Give back exactly the lines that run from the beginning of the entries to the line containing "use tokio::sync::watch;", both included, and nothing else.

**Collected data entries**
________________

//! Mock identity provider for testing.
//!
//! Holds accounts in memory and gives tests manual control over the
//! session signal, so the initializing state can be held open or resolved
//! on demand.
//!
//! # Example
//!
//! ```ignore
//! use learnsphere::adapters::identity::MockIdentityProvider;
//!
//! let provider = MockIdentityProvider::new()
//!     .with_account("ada@example.com", "Passw0rd!", identity);
//! provider.resolve_initial(None);
//! ```

use std::collections::HashMap;
use std::sync::atomic::{AtomicU64, Ordering};
use std::sync::RwLock;

use async_trait::async_trait;
use chrono::Utc;
use secrecy::{ExposeSecret, SecretString};
use tokio::sync::watch;

use crate::domain::{AuthError, Identity, ProfileUpdate, UserId};
use crate::ports::{IdentityProvider, SessionSignal};

/// Minimum password length accepted by the simulated provider policy.
const MIN_PASSWORD_LEN: usize = 6;

struct Account {
    password: String,
    identity: Identity,
}

/// In-memory stand-in for the identity toolkit.
pub struct MockIdentityProvider {
    accounts: RwLock<HashMap<String, Account>>,
    current: RwLock<Option<Identity>>,
    force_error: RwLock<Option<AuthError>>,
    federated_identity: RwLock<Option<Identity>>,
    next_uid: AtomicU64,
    signal: watch::Sender<SessionSignal>,
}

impl MockIdentityProvider {
    /// Creates an empty provider whose session signal starts initializing.
    pub fn new() -> Self {
        let (signal, _) = watch::channel(SessionSignal::Initializing);
        Self {
            accounts: RwLock::new(HashMap::new()),
            current: RwLock::new(None),
            force_error: RwLock::new(None),
            federated_identity: RwLock::new(None),
            next_uid: AtomicU64::new(1),
            signal,
        }
    }

    /// Registers an existing account.
    pub fn with_account(
        self,
        email: impl Into<String>,
        password: impl Into<String>,
        identity: Identity,
    ) -> Self {
        self.accounts.write().unwrap().insert(
            email.into(),
            Account {
                password: password.into(),
                identity,
            },
        );
        self
    }

    /// Sets the identity the federated flow yields. Without one, federated
    /// sign-in reports `PopupClosed` (the user abandoned the flow).
    pub fn with_federated_identity(self, identity: Identity) -> Self {
        *self.federated_identity.write().unwrap() = Some(identity);
        self
    }

    /// Forces all operations to return the specified error.
    pub fn with_error(self, error: AuthError) -> Self {
        *self.force_error.write().unwrap() = Some(error);
        self
    }

    /// Forces all operations to return the specified error, at runtime.
    pub fn set_error(&self, error: AuthError) {
        *self.force_error.write().unwrap() = Some(error);
    }

    /// Clears the forced error and returns to normal operation.
    pub fn clear_error(&self) {
        *self.force_error.write().unwrap() = None;
    }

    /// Resolves the startup signal, as the real provider does after
    /// checking for a restorable session.
    pub fn resolve_initial(&self, identity: Option<Identity>) {
        *self.current.write().unwrap() = identity.clone();
        self.signal.send_replace(SessionSignal::Resolved(identity));
    }

    /// Emits an authoritative session change, e.g. a provider-side expiry.
    pub fn emit(&self, identity: Option<Identity>) {
        *self.current.write().unwrap() = identity.clone();
        self.signal.send_replace(SessionSignal::Resolved(identity));
    }

    /// Number of registered accounts.
    pub fn account_count(&self) -> usize {
        self.accounts.read().unwrap().len()
    }

    fn check_forced_error(&self) -> Result<(), AuthError> {
        match self.force_error.read().unwrap().clone() {
            Some(error) => Err(error),
            None => Ok(()),
        }
    }

    fn publish_current(&self) {
        let identity = self.current.read().unwrap().clone();
        self.signal.send_replace(SessionSignal::Resolved(identity));
    }
}

impl Default for MockIdentityProvider {
    fn default() -> Self {
        Self::new()
    }
}

#[async_trait]
impl IdentityProvider for MockIdentityProvider {
    async fn create_account(
        &self,
        email: &str,
        password: &SecretString,
    ) -> Result<Identity, AuthError> {
        self.check_forced_error()?;

        if password.expose_secret().len() < MIN_PASSWORD_LEN {
            return Err(AuthError::InvalidCredentials);
        }

        let mut accounts = self.accounts.write().unwrap();
        if accounts.contains_key(email) {
            return Err(AuthError::AccountExists);
        }

        let uid = format!("mock-uid-{}", self.next_uid.fetch_add(1, Ordering::Relaxed));
        let identity = Identity::new(UserId::new(uid).expect("generated uid"), email);
        accounts.insert(
            email.to_string(),
            Account {
                password: password.expose_secret().clone(),
                identity: identity.clone(),
            },
        );
        drop(accounts);

        *self.current.write().unwrap() = Some(identity.clone());
        self.publish_current();
        Ok(identity)
    }

    async fn sign_in(&self, email: &str, password: &SecretString) -> Result<Identity, AuthError> {
        self.check_forced_error()?;

        let mut accounts = self.accounts.write().unwrap();
        let account = accounts.get_mut(email).ok_or(AuthError::AccountNotFound)?;
        if account.password != *password.expose_secret() {
            return Err(AuthError::InvalidCredentials);
        }
        account.identity.last_sign_in_at = Utc::now();
        let identity = account.identity.clone();
        drop(accounts);

        *self.current.write().unwrap() = Some(identity.clone());
        self.publish_current();
        Ok(identity)
    }

    async fn sign_in_federated(&self) -> Result<Identity, AuthError> {
        self.check_forced_error()?;

        let identity = self
            .federated_identity
            .read()
            .unwrap()
            .clone()
            .ok_or(AuthError::PopupClosed)?;

        *self.current.write().unwrap() = Some(identity.clone());
        self.publish_current();
        Ok(identity)
    }

    async fn sign_out(&self) -> Result<(), AuthError> {
        self.check_forced_error()?;

        *self.current.write().unwrap() = None;
        self.publish_current();
        Ok(())
    }

    async fn update_profile(&self, update: &ProfileUpdate) -> Result<(), AuthError> {
        self.check_forced_error()?;

        let mut current = self.current.write().unwrap();
        let identity = current.as_mut().ok_or(AuthError::NotAuthenticated)?;
        identity.apply(update);

        // Keep the stored account in sync with its live session.
        let mut accounts = self.accounts.write().unwrap();
        if let Some(account) = accounts.get_mut(&identity.email) {
            account.identity.apply(update);
        }
        Ok(())
    }

    fn session_signal(&self) -> watch::Receiver<SessionSignal> {
        self.signal.subscribe()
    }
}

________________

**Exercise answer**
//! Mock identity provider for testing.
//!
//! Holds accounts in memory and gives tests manual control over the
//! session signal, so the initializing state can be held open or resolved
//! on demand.
//!
//! # Example
//!
//! ```ignore
//! use learnsphere::adapters::identity::MockIdentityProvider;
//!
//! let provider = MockIdentityProvider::new()
//!     .with_account("ada@example.com", "Passw0rd!", identity);
//! provider.resolve_initial(None);
//! ```

use std::collections::HashMap;
use std::sync::atomic::{AtomicU64, Ordering};
use std::sync::RwLock;

use async_trait::async_trait;
use chrono::Utc;
use secrecy::{ExposeSecret, SecretString};
use tokio::sync::watch;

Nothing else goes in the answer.